The focus on a single heroic officer in a police drama isn't new -- it goes back to the early days of cop shows. But yesterday's fictional cops, in Dragnet, Adam-12 and Columbo, were morally impeccable, unlike today's rule breakers. And today's crop of white, heroic men have new problems: Now they must battle crime and women and minorities in supervisory roles. These higher-ups are so blinded by "political correctness" that they are more concerned with destroying white men's careers than with the safety of the city. They also tend to be out of touch, naive or motivated by personal greed. On Bosch, the black police chief dines in fancy restaurants, has a driver who holds his car door and thinks more about politics than fighting crime.

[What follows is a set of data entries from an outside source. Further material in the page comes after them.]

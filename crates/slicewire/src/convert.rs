// SPDX-License-Identifier: Apache-2.0 OR MIT
// Copyright (c) 2025-2026 naskel.com

//! Text transcoding between native representations and wire UTF-8.
//!
//! Strings are UTF-8 on the wire. Rust `&str` already is, so only two paths
//! transcode: wide strings (UTF-16 code units) and "native" narrow strings
//! whose encoding is described by an installed [`StringConverter`].

use crate::error::{Error, Result};

/// Narrow-string codec between a native byte encoding and UTF-8.
pub trait StringConverter: Send + Sync {
    /// Append the UTF-8 form of `native` to `out`.
    fn to_utf8(&self, native: &[u8], out: &mut Vec<u8>) -> Result<()>;

    /// Native form of `utf8`.
    fn from_utf8(&self, utf8: &[u8]) -> Result<Vec<u8>>;
}

/// ISO-8859-1 native strings.
#[derive(Debug, Default, Clone, Copy)]
pub struct Latin1Converter;

impl StringConverter for Latin1Converter {
    fn to_utf8(&self, native: &[u8], out: &mut Vec<u8>) -> Result<()> {
        out.reserve(native.len());
        for &b in native {
            if b < 0x80 {
                out.push(b);
            } else {
                out.push(0xC0 | (b >> 6));
                out.push(0x80 | (b & 0x3F));
            }
        }
        Ok(())
    }

    fn from_utf8(&self, utf8: &[u8]) -> Result<Vec<u8>> {
        let text = std::str::from_utf8(utf8).map_err(|e| Error::StringConversion(e.to_string()))?;
        text.chars()
            .map(|c| {
                u8::try_from(u32::from(c)).map_err(|_| {
                    Error::StringConversion(format!(
                        "character U+{:04X} has no Latin-1 representation",
                        u32::from(c)
                    ))
                })
            })
            .collect()
    }
}

/// Append the UTF-8 form of UTF-16 `units` to `out`.
pub(crate) fn utf16_to_utf8(units: &[u16], out: &mut Vec<u8>) -> Result<()> {
    let mut scratch = [0u8; 4];
    for decoded in char::decode_utf16(units.iter().copied()) {
        let c = decoded.map_err(|e| {
            Error::StringConversion(format!(
                "unpaired surrogate 0x{:04X}",
                e.unpaired_surrogate()
            ))
        })?;
        out.extend_from_slice(c.encode_utf8(&mut scratch).as_bytes());
    }
    Ok(())
}

pub(crate) fn utf8_to_utf16(bytes: &[u8]) -> Result<Vec<u16>> {
    let text = std::str::from_utf8(bytes).map_err(|e| Error::StringConversion(e.to_string()))?;
    Ok(text.encode_utf16().collect())
}

#[cfg(test)]
mod tests {
    use super::*;

    #[test]
    fn test_latin1_roundtrip_expands_high_bytes() {
        let native = b"caf\xE9";
        let mut utf8 = Vec::new();
        Latin1Converter
            .to_utf8(native, &mut utf8)
            .expect("to_utf8 should succeed");
        assert_eq!(utf8, "café".as_bytes());
        assert_eq!(
            Latin1Converter.from_utf8(&utf8).expect("from_utf8 should succeed"),
            native.to_vec()
        );
    }

    #[test]
    fn test_latin1_rejects_wide_characters() {
        let err = Latin1Converter.from_utf8("€".as_bytes()).unwrap_err();
        match err {
            Error::StringConversion(reason) => assert!(reason.contains("U+20AC")),
            other => panic!("unexpected error {:?}", other),
        }
    }

    #[test]
    fn test_utf16_surrogate_pairs() {
        let units: Vec<u16> = "a😀".encode_utf16().collect();
        let mut out = Vec::new();
        utf16_to_utf8(&units, &mut out).expect("transcode");
        assert_eq!(out, "a😀".as_bytes());
        assert_eq!(utf8_to_utf16(&out).expect("transcode back"), units);
    }

    #[test]
    fn test_utf16_unpaired_surrogate_fails() {
        let mut out = Vec::new();
        let err = utf16_to_utf8(&[0x0041, 0xD800], &mut out).unwrap_err();
        assert_eq!(
            err,
            Error::StringConversion("unpaired surrogate 0xD800".to_string())
        );
        assert!(utf8_to_utf16(&[0xFF]).is_err());
    }
}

In this season's premiere of Chicago P.D., a batch of bad heroin is claiming lives all over the city. Cmdr. Hank Voight, head of the intelligence unit, shows up to the scene of a mass overdose only to be stopped by Deputy Superintendent Katherine Brennan. She wants to sideline Voight because he is being investigated for shooting an unarmed suspect. He dismisses her concerns that he did anything wrong and accuses her of trying "to bury an old-school white cop" for the sake of optics. He further argues that keeping him off the case will cost lives. Voight defies her orders and investigates off the books, coercing information from a drug dealer by terrorizing his family.

This ill-begotten information gets the bad dope off the streets, saves the city and forces Brennan to apologize to Voight. Instead of disciplining him for defying her, she praises him for "saving lives" and decides to drop the investigation into the shooting. On these shows, "old-school white cops" have special skills, innate knowledge and bravery that their superiors lack. Investigations into their extrajudicial executions, violent interrogations and bribery are threats -- not only to these men's careers but to the safety of the entire city.

Treating white men as outsiders in police departments run by minorities is at odds with reality. In truth, law enforcement faces a diversity crisis -- especially at the leadership level. According to a 2016 report from the Department of Justice, police forces consistently fail to recruit and retain minorities, which could be contributing to a lack of trust between police and the communities they work in.

In another odd break with reality, cop shows today regularly show police acting violently -- they actually depict civil rights violations in far greater numbers than reported in actual police encounters -- and justifying it. This is a departure from earlier police dramas, which tended to use police violence to show the emotional toll of the job.